Not only does the Black Hole system keep users' noses to the grindstone; it also keeps their eyes on the timelines, and that makes monetising the site with ads effective, and highly viable for advertisers. Everyone wants to circumvent the Black Hole. By making that possible, but only for those who pay, the site gains huge commercial potential.

Black Hole sites aim to achieve a high visibility on the search engines for pages that matter to the business, but little or no regard is given to achieving good search visibility for users’ individual posts. This forces most or all users to depend on the site’s internal timeline for visibility, and that enslaves them to the timeline. Tumblr is a good example of a site which is actually built around a standard blogging platform, but which has been feature-disabled in such a way as to enslave the majority of users to the timeline and keep them pumping content into a Black Hole. It is still possible to circumvent the frustrating limitations Tumblr imposes and optimise for a lasting presence on the search engines, but it makes posting a massive chore, and the chore is getting greater with each update Tumblr makes.


The simple answer is: because the system keeps users far more active. These sites know that their users are, above all, looking for attention (be it for commercial or egotistical reasons, or both), and the Black Hole system puts everyone on an attention-treadmill. Users can’t just make a few important contributions and ‘dine out’ on them for evermore. The attention comes only in a short burst after a post – IF you’re lucky. It’s enough to keep users hungry, but never enough to satisfy them.

Beyond instant and promptly forgotten feedback, there’s never anything to be gained by the user directly from Black Hole sites. By and large, the users are all so wrapped up in trying to stay on the radar, they overlook the fact that the site is pocketing the fruits of their relentless efforts. That, I suspect, is the whole idea.

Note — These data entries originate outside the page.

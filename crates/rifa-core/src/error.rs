//! Unified application error types for Rifa.
//!
//! All crates map their internal errors into [`AppError`] for consistent
//! propagation through the ? operator.

use std::fmt;
use thiserror::Error;

/// Top-level error kind categorization used across the entire application.
#[derive(Debug, Clone, Copy, PartialEq, Eq, Hash, serde::Serialize, serde::Deserialize)]
pub enum ErrorKind {
    /// The requested resource was not found.
    NotFound,
    /// Authentication failed (unknown account or wrong password).
    Unauthorized,
    /// Input validation failed.
    Validation,
    /// A conflict occurred (duplicate code, already confirmed, exhausted pool).
    Conflict,
    /// A database error occurred.
    Database,
    /// An outbound notification (email) failed.
    Notification,
    /// A configuration error occurred.
    Configuration,
    /// An internal server error occurred.
    Internal,
}

impl fmt::Display for ErrorKind {
    fn fmt(&self, f: &mut fmt::Formatter<'_>) -> fmt::Result {
        match self {
            Self::NotFound => write!(f, "NOT_FOUND"),
            Self::Unauthorized => write!(f, "UNAUTHORIZED"),
            Self::Validation => write!(f, "VALIDATION"),
            Self::Conflict => write!(f, "CONFLICT"),
            Self::Database => write!(f, "DATABASE"),
            Self::Notification => write!(f, "NOTIFICATION"),
            Self::Configuration => write!(f, "CONFIGURATION"),
            Self::Internal => write!(f, "INTERNAL"),
        }
    }
}

/// Machine-readable reason codes attached to caller-fault errors.
///
/// These are stable API strings: clients branch on them to show the
/// right message, so they never change casing or wording.
pub mod reasons {
    /// Email address failed validation.
    pub const INVALID_EMAIL: &str = "INVALID_EMAIL";
    /// Reservation code is empty, too long, or otherwise malformed.
    pub const INVALID_CODE: &str = "INVALID_CODE";
    /// Requested combo size is non-positive or exceeds the pool size.
    pub const INVALID_COMBO: &str = "INVALID_COMBO";
    /// A reservation with the same code already exists.
    pub const DUPLICATE_CODE: &str = "DUPLICATE_CODE";
    /// Fewer numbers remain in the pool than were requested.
    pub const CAPACITY_EXCEEDED: &str = "CAPACITY_EXCEEDED";
    /// The reservation was already confirmed.
    pub const ALREADY_CONFIRMED: &str = "ALREADY_CONFIRMED";
    /// The reservation's numbers were confirmed by someone else first.
    pub const NUMBERS_TAKEN: &str = "NUMBERS_TAKEN";
    /// The email already registered a free entry.
    pub const FREE_ENTRY_EXISTS: &str = "FREE_ENTRY_EXISTS";
}

/// The unified application error used throughout Rifa.
///
/// All crate-specific errors are mapped into `AppError` using `From` impls
/// or explicit `.map_err()` calls. This provides a single error type for
/// the entire application boundary.
#[derive(Debug, Error)]
#[error("{kind}: {message}")]
pub struct AppError {
    /// The category of error.
    pub kind: ErrorKind,
    /// Machine-readable reason code for caller-fault errors.
    pub reason: Option<&'static str>,
    /// A human-readable error message.
    pub message: String,
    /// Optional underlying cause.
    #[source]
    pub source: Option<Box<dyn std::error::Error + Send + Sync>>,
}

impl AppError {
    /// Create a new application error.
    pub fn new(kind: ErrorKind, message: impl Into<String>) -> Self {
        Self {
            kind,
            reason: None,
            message: message.into(),
            source: None,
        }
    }

    /// Create a new application error with an underlying cause.
    pub fn with_source(
        kind: ErrorKind,
        message: impl Into<String>,
        source: impl std::error::Error + Send + Sync + 'static,
    ) -> Self {
        Self {
            kind,
            reason: None,
            message: message.into(),
            source: Some(Box::new(source)),
        }
    }

    /// Attach a machine-readable reason code.
    pub fn with_reason(mut self, reason: &'static str) -> Self {
        self.reason = Some(reason);
        self
    }

    /// Create a not-found error.
    pub fn not_found(message: impl Into<String>) -> Self {
        Self::new(ErrorKind::NotFound, message)
    }

    /// Create an authentication error.
    pub fn unauthorized(message: impl Into<String>) -> Self {
        Self::new(ErrorKind::Unauthorized, message)
    }

    /// Create a validation error.
    pub fn validation(message: impl Into<String>) -> Self {
        Self::new(ErrorKind::Validation, message)
    }

    /// Create a conflict error.
    pub fn conflict(message: impl Into<String>) -> Self {
        Self::new(ErrorKind::Conflict, message)
    }

    /// Create a database error.
    pub fn database(message: impl Into<String>) -> Self {
        Self::new(ErrorKind::Database, message)
    }

    /// Create a notification error.
    pub fn notification(message: impl Into<String>) -> Self {
        Self::new(ErrorKind::Notification, message)
    }

    /// Create a configuration error.
    pub fn configuration(message: impl Into<String>) -> Self {
        Self::new(ErrorKind::Configuration, message)
    }

    /// Create an internal error.
    pub fn internal(message: impl Into<String>) -> Self {
        Self::new(ErrorKind::Internal, message)
    }
}

impl Clone for AppError {
    fn clone(&self) -> Self {
        Self {
            kind: self.kind,
            reason: self.reason,
            message: self.message.clone(),
            source: None,
        }
    }
}

impl From<serde_json::Error> for AppError {
    fn from(err: serde_json::Error) -> Self {
        Self::with_source(
            ErrorKind::Internal,
            format!("JSON serialization error: {err}"),
            err,
        )
    }
}

impl From<config::ConfigError> for AppError {
    fn from(err: config::ConfigError) -> Self {
        Self::with_source(
            ErrorKind::Configuration,
            format!("Configuration error: {err}"),
            err,
        )
    }
}
//! Run database migrations.

use clap::Args;

use rifa_core::error::AppError;
use rifa_database::connection::DatabasePool;

/// Arguments for the migrate command
#[derive(Debug, Args)]
pub struct MigrateArgs {}

/// Execute the migrate command
pub async fn execute(_args: &MigrateArgs, config_path: &str) -> Result<(), AppError> {
    let config = super::load_config(config_path)?;

    if config.database.provider != "postgres" {
        return Err(AppError::configuration(format!(
            "Migrations only apply to the postgres provider, configured: {}",
            config.database.provider
        )));
    }

    let pool = DatabasePool::connect(&config.database).await?;
    rifa_database::migration::run_migrations(pool.pool()).await?;
    pool.close().await;

    println!("Migrations applied successfully.");
    Ok(())
}
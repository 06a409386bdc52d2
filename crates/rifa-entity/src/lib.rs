//! # rifa-entity
//!
//! Domain entities for the Rifa raffle backend.

pub mod reservation;

pub use reservation::model::{NewReservation, Reservation};
//! Admin login handler.

use axum::Json;
use axum::extract::State;
use validator::Validate;

use rifa_core::error::AppError;

use crate::dto::request::LoginRequest;
use crate::dto::response::{ApiResponse, LoginResponse};
use crate::error::ApiError;
use crate::state::AppState;

/// POST /api/auth/login
pub async fn login(
    State(state): State<AppState>,
    Json(req): Json<LoginRequest>,
) -> Result<Json<ApiResponse<LoginResponse>>, ApiError> {
    req.validate()
        .map_err(|e| AppError::validation(e.to_string()))?;

    let account = state.auth_service.login(&req.username, &req.password)?;

    Ok(Json(ApiResponse::ok(LoginResponse {
        role: account.role.clone(),
        message: format!("Welcome, {}", account.username),
    })))
}
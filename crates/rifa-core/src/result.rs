//! Convenience result type alias for Rifa.

use crate::error::AppError;

/// A specialized `Result` type for Rifa operations.
///
/// This is defined as a convenience so that every crate does not need to
/// write `Result<T, AppError>` explicitly.
pub type AppResult<T> = Result<T, AppError>;
//! CORS layer configuration.

use axum::http::{HeaderValue, Method};
use tower_http::cors::{Any, CorsLayer};

use rifa_core::config::server::CorsConfig;

/// Builds a CORS tower layer from configuration.
pub fn build_cors_layer(config: &CorsConfig) -> CorsLayer {
    let mut layer = CorsLayer::new();

    // Origins
    if config.allowed_origins.contains(&"*".to_string()) {
        layer = layer.allow_origin(Any);
    } else {
        let origins: Vec<HeaderValue> = config
            .allowed_origins
            .iter()
            .filter_map(|o| o.parse().ok())
            .collect();
        layer = layer.allow_origin(origins);
    }

    // Methods
    let methods: Vec<Method> = config
        .allowed_methods
        .iter()
        .filter_map(|m| m.parse().ok())
        .collect();
    layer = layer.allow_methods(methods);

    // Headers
    if config.allowed_headers.contains(&"*".to_string()) {
        layer = layer.allow_headers(Any);
    }

    layer.max_age(std::time::Duration::from_secs(config.max_age_seconds))
}
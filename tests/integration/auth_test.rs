//! Integration tests for admin login.

use http::StatusCode;

use crate::helpers::TestApp;

#[tokio::test]
async fn test_login_success() {
    let app = TestApp::new();

    let response = app
        .request(
            "POST",
            "/api/auth/login",
            Some(serde_json::json!({
                "username": "jair",
                "password": "abcd",
            })),
        )
        .await;

    assert_eq!(response.status, StatusCode::OK);
    assert_eq!(response.data()["role"], "owner");
}

#[tokio::test]
async fn test_login_second_account() {
    let app = TestApp::new();

    let response = app
        .request(
            "POST",
            "/api/auth/login",
            Some(serde_json::json!({
                "username": "admin",
                "password": "1412",
            })),
        )
        .await;

    assert_eq!(response.status, StatusCode::OK);
    assert_eq!(response.data()["role"], "staff");
}

#[tokio::test]
async fn test_login_invalid_password() {
    let app = TestApp::new();

    let response = app
        .request(
            "POST",
            "/api/auth/login",
            Some(serde_json::json!({
                "username": "jair",
                "password": "wrong",
            })),
        )
        .await;

    assert_eq!(response.status, StatusCode::UNAUTHORIZED);
}

#[tokio::test]
async fn test_login_unknown_user() {
    let app = TestApp::new();

    let response = app
        .request(
            "POST",
            "/api/auth/login",
            Some(serde_json::json!({
                "username": "nobody",
                "password": "abcd",
            })),
        )
        .await;

    assert_eq!(response.status, StatusCode::UNAUTHORIZED);
}

#[tokio::test]
async fn test_login_empty_fields_rejected() {
    let app = TestApp::new();

    let response = app
        .request(
            "POST",
            "/api/auth/login",
            Some(serde_json::json!({
                "username": "",
                "password": "",
            })),
        )
        .await;

    assert_eq!(response.status, StatusCode::BAD_REQUEST);
}
//! Integration tests for progress, by-email lookups, number ownership,
//! and the free-entry sub-flow.

use http::StatusCode;

use crate::helpers::TestApp;

#[tokio::test]
async fn test_progress_counts_confirmed_only() {
    let app = TestApp::new();

    let response = app.request("GET", "/api/raffle/progress", None).await;
    assert_eq!(response.status, StatusCode::OK);
    assert_eq!(response.data()["sold"], 0);
    assert_eq!(
        response.data()["total"],
        app.config.raffle.pool_size() as i64
    );

    app.create_reservation("PX1", "ana@example.com", 10).await;
    let response = app.request("GET", "/api/raffle/progress", None).await;
    assert_eq!(response.data()["sold"], 0, "pending tickets are not sold");

    app.confirm_reservation("PX1").await;
    let response = app.request("GET", "/api/raffle/progress", None).await;
    assert_eq!(response.data()["sold"], 10);
}

#[tokio::test]
async fn test_by_email_pending_hides_numbers() {
    let app = TestApp::new();
    app.create_reservation("PX1", "ana@example.com", 3).await;

    let response = app
        .request(
            "GET",
            "/api/raffle/reservations/by-email/ana@example.com",
            None,
        )
        .await;

    assert_eq!(response.status, StatusCode::OK);
    let data = response.data();
    assert_eq!(data["status"], "pending");
    let entries = data["entries"].as_array().unwrap();
    assert_eq!(entries.len(), 1);
    assert_eq!(entries[0]["status"], "pending");
    assert!(entries[0].get("assigned_numbers").is_none());
}

#[tokio::test]
async fn test_by_email_confirmed_exposes_numbers() {
    let app = TestApp::new();
    app.create_reservation("PX1", "ana@example.com", 3).await;
    app.confirm_reservation("PX1").await;
    app.create_reservation("PX2", "ana@example.com", 2).await;

    let response = app
        .request(
            "GET",
            "/api/raffle/reservations/by-email/ana@example.com",
            None,
        )
        .await;

    let data = response.data();
    assert_eq!(data["status"], "ok");
    let entries = data["entries"].as_array().unwrap();
    assert_eq!(entries.len(), 2);

    let confirmed = entries.iter().find(|e| e["code"] == "PX1").unwrap();
    assert_eq!(confirmed["status"], "ok");
    assert_eq!(confirmed["assigned_numbers"].as_array().unwrap().len(), 3);

    let pending = entries.iter().find(|e| e["code"] == "PX2").unwrap();
    assert_eq!(pending["status"], "pending");
    assert!(pending.get("assigned_numbers").is_none());
}

#[tokio::test]
async fn test_by_email_unknown_address() {
    let app = TestApp::new();

    let response = app
        .request(
            "GET",
            "/api/raffle/reservations/by-email/ghost@example.com",
            None,
        )
        .await;

    assert_eq!(response.status, StatusCode::OK);
    assert_eq!(response.data()["status"], "not-found");
    assert!(response.data()["entries"].as_array().unwrap().is_empty());
}

#[tokio::test]
async fn test_number_owner_lookup() {
    let app = TestApp::new();
    let created = app.create_reservation("PX1", "ana@example.com", 1).await;
    let number = created.data()["assigned_numbers"][0].as_i64().unwrap();

    // Unconfirmed numbers have no owner.
    let response = app
        .request("GET", &format!("/api/raffle/numbers/{number}/owner"), None)
        .await;
    assert_eq!(response.status, StatusCode::NOT_FOUND);

    app.confirm_reservation("PX1").await;
    let response = app
        .request("GET", &format!("/api/raffle/numbers/{number}/owner"), None)
        .await;
    assert_eq!(response.status, StatusCode::OK);
    assert_eq!(response.data()["code"], "PX1");
    assert_eq!(response.data()["buyer_name"], "Ana");

    // Out-of-pool numbers are a caller fault, not a miss.
    let response = app
        .request("GET", "/api/raffle/numbers/9999/owner", None)
        .await;
    assert_eq!(response.status, StatusCode::BAD_REQUEST);
}

#[tokio::test]
async fn test_free_entry_flow() {
    let app = TestApp::new();

    let response = app
        .request(
            "POST",
            "/api/raffle/free-entries",
            Some(serde_json::json!({
                "buyer_name": "Ana",
                "phone": "999111222",
                "city": "Lima",
                "email": "ana@example.com",
            })),
        )
        .await;

    assert_eq!(response.status, StatusCode::CREATED);
    let data = response.data();
    assert!(data["code"].as_str().unwrap().starts_with("FREE-"));
    assert_eq!(data["assigned_numbers"].as_array().unwrap().len(), 1);

    // A free entry is confirmed immediately, so it owns its number.
    let number = data["assigned_numbers"][0].as_i64().unwrap();
    let owner = app
        .request("GET", &format!("/api/raffle/numbers/{number}/owner"), None)
        .await;
    assert_eq!(owner.status, StatusCode::OK);

    // And it counts toward progress.
    let progress = app.request("GET", "/api/raffle/progress", None).await;
    assert_eq!(progress.data()["sold"], 1);
}

#[tokio::test]
async fn test_free_entry_once_per_email() {
    let app = TestApp::new();
    let body = serde_json::json!({
        "buyer_name": "Ana",
        "phone": "999111222",
        "city": "Lima",
        "email": "ana@example.com",
    });

    let first = app
        .request("POST", "/api/raffle/free-entries", Some(body.clone()))
        .await;
    assert_eq!(first.status, StatusCode::CREATED);

    let second = app
        .request("POST", "/api/raffle/free-entries", Some(body))
        .await;
    assert_eq!(second.status, StatusCode::BAD_REQUEST);
    assert_eq!(second.reason(), Some("FREE_ENTRY_EXISTS"));
}

#[tokio::test]
async fn test_health() {
    let app = TestApp::new();

    let response = app.request("GET", "/api/health", None).await;
    assert_eq!(response.status, StatusCode::OK);
    assert_eq!(response.data()["status"], "ok");
}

If users ‘get’ that they’ll only stay in mind for as long as they’re feeding the almighty mouth, and aim to ‘use’ these sites, rather than let the sites use them, there’ll probably be little harm done, and many users will indeed benefit. But timeline-based sites are staggeringly voracious, and nothing you feed them should incur you in serious effort. Use them to promote your work, but don’t let them have the work itself. The former could be a recipe for success, but the latter is only likely to end in bitterness. Knowing from the outset, as a user, that "you are the product", is a healthy way to go in. If you don't see yourself as the product, and you're posting purely to feed a timeline, with no reward beyond momentary bursts of digital applause, stop now. In five years' time, you'll be so glad you did.